Ras, short for rat sarcoma, belongs to the monomer GTP binding protein with weak GTPase activity. Usually, Ras distributes on the cytoplasmic side of the plasma membrane and is inactive through the binding with GDP.
In the Ras signaling pathway, activated Ras further stimulates the phosphorylation of its substrate proteins, mediating many signaling pathways involved in various vital cellular processes.
The Ras signaling pathway is involved in many important cellular processes such as cell proliferation ＆survival, differentiation, apoptosis, cytoskeletal movement, protein transport ＆ secretion.
Normally, Ras combines with GDP and is in an inactive state. When Ras protein is released from Ras/GDP and binds to GTP, Ras is activated. Guanylate exchange factors (GEFs) (e.g. Sos) are stimuli for the activation of Ras. GAP (GTPase activating proteins) catalyzing the hydrolysis of GTP to GDP in Ras/GTP, deactivating Ras.

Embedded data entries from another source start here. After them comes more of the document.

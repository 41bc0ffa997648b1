//! Database migrations

use crate::error::Result;
use libsql::Connection;

/// Current schema version
const CURRENT_VERSION: i32 = 1;

/// Run all pending migrations
pub async fn run(conn: &Connection) -> Result<()> {
    let version = get_version(conn).await?;

    if version < 1 {
        migrate_v1(conn).await?;
    }

    Ok(())
}

/// Get the current schema version
async fn get_version(conn: &Connection) -> Result<i32> {
    let mut rows = conn
        .query(
            "SELECT EXISTS(SELECT 1 FROM sqlite_master WHERE type='table' AND name='schema_version')",
            (),
        )
        .await?;

    let exists: bool = if let Some(row) = rows.next().await? {
        row.get::<i32>(0)? != 0
    } else {
        false
    };

    if !exists {
        return Ok(0);
    }

    let mut rows = conn
        .query("SELECT COALESCE(MAX(version), 0) FROM schema_version", ())
        .await?;

    let version: i32 = if let Some(row) = rows.next().await? {
        row.get(0)?
    } else {
        0
    };

    Ok(version)
}

/// Migration to version 1: users and notes
async fn migrate_v1(conn: &Connection) -> Result<()> {
    conn.execute("BEGIN TRANSACTION", ()).await?;

    let statements = [
        "CREATE TABLE IF NOT EXISTS schema_version (
            version INTEGER PRIMARY KEY
        )",
        "CREATE TABLE IF NOT EXISTS users (
            id INTEGER PRIMARY KEY AUTOINCREMENT,
            email TEXT NOT NULL UNIQUE,
            password_hash TEXT NOT NULL,
            created_at INTEGER NOT NULL
        )",
        "CREATE TABLE IF NOT EXISTS notes (
            id INTEGER PRIMARY KEY AUTOINCREMENT,
            user_id INTEGER NOT NULL REFERENCES users(id) ON DELETE CASCADE,
            title TEXT NOT NULL,
            content TEXT NOT NULL,
            created_at INTEGER NOT NULL,
            updated_at INTEGER NOT NULL
        )",
        // Serves the per-owner listing, newest first
        "CREATE INDEX IF NOT EXISTS idx_notes_user_updated ON notes(user_id, updated_at DESC)",
        "INSERT INTO schema_version (version) VALUES (1)",
    ];

    for stmt in statements {
        if let Err(e) = conn.execute(stmt, ()).await {
            conn.execute("ROLLBACK", ()).await.ok();
            return Err(e.into());
        }
    }

    if let Err(e) = conn.execute("COMMIT", ()).await {
        conn.execute("ROLLBACK", ()).await.ok();
        return Err(e.into());
    }

    tracing::info!("Migrated database to version {CURRENT_VERSION}");
    Ok(())
}
use chrono::Utc;

use crate::auth::{SessionStore, StoredSession};
use crate::commands::common::{api_client, format_timestamp};
use crate::error::CliError;

pub async fn run_register(api_url: &str, email: &str, password: &str) -> Result<(), CliError> {
    let client = api_client(api_url)?;
    let user_id = client.register(email, password).await?;
    println!("Registered {email} (user {user_id}). Run `jotter login` to sign in.");
    Ok(())
}

pub async fn run_login(api_url: &str, email: &str, password: &str) -> Result<(), CliError> {
    let client = api_client(api_url)?;
    let token = client.login(email, password).await?;

    let store = SessionStore::default_location()?;
    let session = StoredSession::new(token, email.trim().to_string());
    store.save(&session)?;
    tracing::debug!(path = %store.path().display(), "Stored session");

    println!("Signed in as {}", session.email);
    Ok(())
}

pub fn run_logout() -> Result<(), CliError> {
    if SessionStore::default_location()?.clear()? {
        println!("Signed out");
    } else {
        println!("Not signed in");
    }
    Ok(())
}

pub fn run_status(api_url: &str) -> Result<(), CliError> {
    let store = SessionStore::default_location()?;
    let Some(session) = store.load()? else {
        println!("Not signed in ({api_url})");
        return Ok(());
    };

    if session.is_expired_at(Utc::now().timestamp_millis()) {
        println!(
            "Session for {} expired at {}",
            session.email,
            format_timestamp(session.expires_at())
        );
    } else {
        println!(
            "Signed in as {} on {api_url} (expires {})",
            session.email,
            format_timestamp(session.expires_at())
        );
    }
    Ok(())
}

GEFs promote the release of GDP from Ras/GDP. Sos cannot bind directly to the receptor due to the lack of the SH2 domain. The adaptor protein Grb2 binds to the phosphotyrosine residue of the receptor via SH2 and then binds to Sos through SH3. Sos subsequently contacts Ras on the membrane to activate Ras. Or Ras is activated through the activation of RPTK by growth factors such as EGF, PDGF, and FGF.
Active Ras binds and activates Raf. Activated Raf phosphorylates and activates MEK1/2. MEK 1/2 phosphorylates ERK1/2 to activate it. Activation of ERK1/2 into the nucleus activates the expression of many downstream genes such as Elk-1, elf-4E to promote cell proliferation and differentiation.
In addition, activated Ras can directly bind and activate PI3K. Activation of PI3K converts PIP2 into PIP3. The second messenger PIP3 further stimulates PDK, which subsequently activates Akt, starting the PI3K-AKt signaling pathway that regulates cell proliferation.
RalGDS stimulates GDP to dissociate from the Ras-related RalA and RalB GTPases, which allows GTP binding and activation of the GTPases. RalBP can inhibit RacGTP and Cdc42 enzymes, and then regulate actin cytoskeleton remodeling and activate transcription factor NF-κβ through Rac/Cdc42. The process promotes the production of anti-apoptotic proteins to inhibit apoptosis.
The most common Ras gene mutation in tumors is the substitution of the 12th and 13th glycine or the 61st glutamine by other amino acid residues. AP is unable to hydrolyze GTP in mutant RAS. Without the help of GAP, the hydrolysis of GTP will be completely dependent on the GTPase of RAS itself, so the hydrolysis will last longer. This means that Ras/GTP cannot become Ras/GDP and is in a GTP-bound state for a long time, which causes excessive activation of the Ras-Raf-MEK-ERK pathway, resulting in excessive cell proliferation and tumorigenesis.